Please state how many lines below include the word "RwLock"; the reply should be the number only.

Collected data:

:::

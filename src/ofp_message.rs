use crate::error::Result;
use crate::ofp_header::OfpHeader;

/// OpenFlow Message
///
/// Version-agnostic API for handling OpenFlow messages at the byte-buffer level.
pub trait OfpMessage: Sized {
    /// Return the byte-size of an `OfpMessage`, header included.
    fn size_of(msg: &Self) -> usize;
    /// Create an `OfpHeader` for the given transaction id and OpenFlow message.
    fn header_of(xid: u32, msg: &Self) -> Result<OfpHeader>;
    /// Return a marshaled buffer containing an OpenFlow header and the message `msg`.
    fn marshal(xid: u32, msg: &Self) -> Result<Vec<u8>>;
    /// Returns a pair `(u32, OfpMessage)` of the transaction id and OpenFlow message parsed from
    /// the given OpenFlow header `header`, and body buffer `buf`.
    fn parse(header: &OfpHeader, buf: &[u8]) -> Result<(u32, Self)>;
}
impl Instruction {
    fn type_code(&self) -> u16 {
        match *self {
            Instruction::GotoTable(_) => 1,
            Instruction::WriteMetadata { .. } => 2,
            Instruction::WriteActions(_) => 3,
            Instruction::ApplyActions(_) => 4,
            Instruction::ClearActions => 5,
            Instruction::Meter(_) => 6,
        }
    }

    pub fn size_of(&self) -> usize {
        match *self {
            Instruction::GotoTable(_) | Instruction::ClearActions | Instruction::Meter(_) => 8,
            Instruction::WriteMetadata { .. } => 24,
            Instruction::WriteActions(ref acts) |
            Instruction::ApplyActions(ref acts) => 8 + Action::size_of_sequence(acts),
        }
    }

    fn parse(bytes: &mut Cursor<&[u8]>) -> Result<Instruction> {
        let code = bytes.read_u16::<BigEndian>().map_err(truncated("instruction"))?;
        let len = bytes.read_u16::<BigEndian>().map_err(truncated("instruction"))? as usize;
        if len < 8 {
            return Err(Error::malformed(format!("instruction length {} below minimum", len)));
        }
        let mut body = vec![0; len - 4];
        bytes.read_exact(&mut body).map_err(truncated("instruction"))?;
        let mut b = Cursor::new(&body[..]);
        let inst = match code {
            1 => Instruction::GotoTable(b.read_u8().map_err(truncated("goto_table"))?),
            2 => {
                skip(&mut b, 4, "write_metadata")?;
                Instruction::WriteMetadata {
                    metadata: b.read_u64::<BigEndian>().map_err(truncated("write_metadata"))?,
                    mask: b.read_u64::<BigEndian>().map_err(truncated("write_metadata"))?,
                }
            }
            3 => Instruction::WriteActions(Action::parse_sequence(&body[4..])?),
            4 => Instruction::ApplyActions(Action::parse_sequence(&body[4..])?),
            5 => Instruction::ClearActions,
            6 => Instruction::Meter(b.read_u32::<BigEndian>().map_err(truncated("meter"))?),
            t => return Err(Error::malformed(format!("unsupported instruction type {}", t))),
        };
        Ok(inst)
    }

    fn parse_sequence(buf: &[u8]) -> Result<Vec<Instruction>> {
        let mut bytes = Cursor::new(buf);
        let mut v = vec![];
        while (bytes.position() as usize) < buf.len() {
            v.push(Instruction::parse(&mut bytes)?);
        }
        Ok(v)
    }

    fn marshal<W: Write>(&self, bytes: &mut W) -> Result<()> {
        bytes.write_u16::<BigEndian>(self.type_code())?;
        bytes.write_u16::<BigEndian>(self.size_of() as u16)?;
        match *self {
            Instruction::GotoTable(table) => {
                bytes.write_u8(table)?;
                write_padding_bytes(bytes, 3)?;
            }
            Instruction::WriteMetadata { metadata, mask } => {
                write_padding_bytes(bytes, 4)?;
                bytes.write_u64::<BigEndian>(metadata)?;
                bytes.write_u64::<BigEndian>(mask)?;
            }
            Instruction::WriteActions(ref acts) |
            Instruction::ApplyActions(ref acts) => {
                write_padding_bytes(bytes, 4)?;
                for act in acts {
                    act.marshal(bytes)?;
                }
            }
            Instruction::ClearActions => write_padding_bytes(bytes, 4)?,
            Instruction::Meter(id) => bytes.write_u32::<BigEndian>(id)?,
        }
        Ok(())
    }
}
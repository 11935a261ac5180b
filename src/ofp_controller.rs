use std::collections::HashMap;
use std::io::{self, Read, Write};
use std::net::{Shutdown, SocketAddr, TcpStream};
use std::sync::atomic::{AtomicBool, Ordering};
use std::sync::{Arc, Condvar, Mutex, PoisonError, RwLock};
use std::time::{Duration, Instant};

use byteorder::{BigEndian, ByteOrder};
use log::{debug, error, info, warn};

use crate::addr::Dpid;
use crate::barrier::{await_barrier, BarrierCallback, BarrierTiming, FailureRecorder};
use crate::command_queue::{lock, CommandQueue, Reply, SwitchQueues};
use crate::config::ControllerConfig;
use crate::error::{Error, Result};
use crate::flow_entry::{ActionParser, FlowTableEntry, Operation, StaticActionParser};
use crate::ofp_header::OfpHeader;
use crate::ofp_message::OfpMessage;
use crate::openflow0x04::message::Message;
use crate::openflow0x04::{MsgCode, StatType, StatsReq, StatsResp};
use crate::switch_listener::{LinkDiscoveryListener, LinkUpdate, ListenerSet, SwitchEvent, SwitchListener,
                             SwitchRegistry};

/// OpenFlow Controller
///
/// Version-agnostic API for implementing an OpenFlow controller.
pub trait OfpController {
    /// OpenFlow message type supporting the same protocol version as the controller.
    type Message: OfpMessage;

    /// Send a message with transaction id `xid` to the switch `dpid`.
    fn send_message(&self, dpid: u64, xid: u32, msg: &Self::Message) -> Result<()>;
    /// Perform handshake and begin loop reading incoming messages from client stream.
    fn handle_client_connected(&self, stream: TcpStream) -> Result<()>;
}

/// Byte sink towards one switch.
pub type SwitchWriter = Box<dyn Write + Send>;

type Connection = Arc<Mutex<SwitchWriter>>;

/// One registered connection of a switch, as returned by
/// `Controller::switch_connected`.
#[derive(Clone)]
pub struct Session {
    dpid: u64,
    conn: Connection,
}

impl Session {
    pub fn dpid(&self) -> u64 {
        self.dpid
    }
}

#[derive(Default)]
struct StatsState {
    segments: Vec<StatsResp>,
    done: bool,
    closed: bool,
}

#[derive(Default)]
struct StatsSlot {
    state: Mutex<StatsState>,
    ready: Condvar,
}

impl StatsSlot {
    fn close(&self) {
        lock(&self.state).closed = true;
        self.ready.notify_all();
    }
}

type PendingStats = Arc<Mutex<HashMap<(u64, u32), Arc<StatsSlot>>>>;

/// A statistics request in flight.
pub struct StatsFuture {
    key: (u64, u32),
    slot: Arc<StatsSlot>,
    pending: PendingStats,
}

impl StatsFuture {
    pub fn xid(&self) -> u32 {
        self.key.1
    }

    /// Every reply segment, once the last one arrived. `None` on timeout, or
    /// when the switch failed the request or went away.
    pub fn wait(self, timeout: Duration) -> Option<Vec<StatsResp>> {
        let deadline = Instant::now() + timeout;
        let mut state = lock(&self.slot.state);
        loop {
            if state.done {
                return Some(std::mem::take(&mut state.segments));
            }
            if state.closed {
                return None;
            }
            let now = Instant::now();
            if now >= deadline {
                return None;
            }
            state = self.slot
                .ready
                .wait_timeout(state, deadline - now)
                .unwrap_or_else(PoisonError::into_inner)
                .0;
        }
    }
}

impl Drop for StatsFuture {
    fn drop(&mut self) {
        lock(&self.pending).remove(&self.key);
    }
}

/// The controller core: live switch connections, their command queues and
/// the listener registries.
pub struct Controller {
    config: ControllerConfig,
    timing: BarrierTiming,
    connections: RwLock<HashMap<u64, Connection>>,
    queues: SwitchQueues,
    switches: SwitchRegistry,
    link_listeners: ListenerSet<dyn LinkDiscoveryListener>,
    action_parser: Box<dyn ActionParser>,
    pending_stats: PendingStats,
    streams: Mutex<HashMap<SocketAddr, TcpStream>>,
    shutting_down: AtomicBool,
}
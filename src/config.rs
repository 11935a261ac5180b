use std::fs;
use std::path::Path;
use std::time::Duration;

use serde::{Deserialize, Serialize};

use crate::barrier::BarrierTiming;
use crate::error::{Error, Result};

/// Controller settings, read from a json5 file. Every key is optional.
#[derive(Deserialize, Serialize, Debug, Clone, PartialEq, Eq)]
#[serde(deny_unknown_fields, default)]
pub struct ControllerConfig {
    pub listen_address: String,
    pub barrier_timeout_ms: u64,
    pub barrier_poll_interval_ms: u64,
    pub reply_queue_capacity: usize,
}

impl Default for ControllerConfig {
    fn default() -> ControllerConfig {
        ControllerConfig {
            listen_address: "0.0.0.0:6653".to_string(),
            barrier_timeout_ms: 5000,
            barrier_poll_interval_ms: 1000,
            reply_queue_capacity: 1024,
        }
    }
}

impl ControllerConfig {
    pub fn from_json5(contents: &str) -> Result<ControllerConfig> {
        let config: ControllerConfig =
            json5::from_str(contents).map_err(|e| Error::Config(format!("unable to parse config: {e}")))?;
        config.validate()?;
        Ok(config)
    }

    pub fn load<P: AsRef<Path>>(path: P) -> Result<ControllerConfig> {
        let path = path.as_ref();
        let contents = fs::read_to_string(path)
            .map_err(|e| Error::Config(format!("unable to read {}: {e}", path.display())))?;
        Self::from_json5(&contents)
    }

    pub fn validate(&self) -> Result<()> {
        if self.barrier_poll_interval_ms == 0 {
            return Err(Error::Config("barrier_poll_interval_ms must be positive".to_string()));
        }
        if self.barrier_timeout_ms == 0 {
            return Err(Error::Config("barrier_timeout_ms must be positive".to_string()));
        }
        if self.reply_queue_capacity == 0 {
            return Err(Error::Config("reply_queue_capacity must be positive".to_string()));
        }
        Ok(())
    }

    pub fn barrier_timing(&self) -> BarrierTiming {
        BarrierTiming {
            timeout: Duration::from_millis(self.barrier_timeout_ms),
            poll_interval: Duration::from_millis(self.barrier_poll_interval_ms),
        }
    }
}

:::

### EXERCISE OUTPUT
2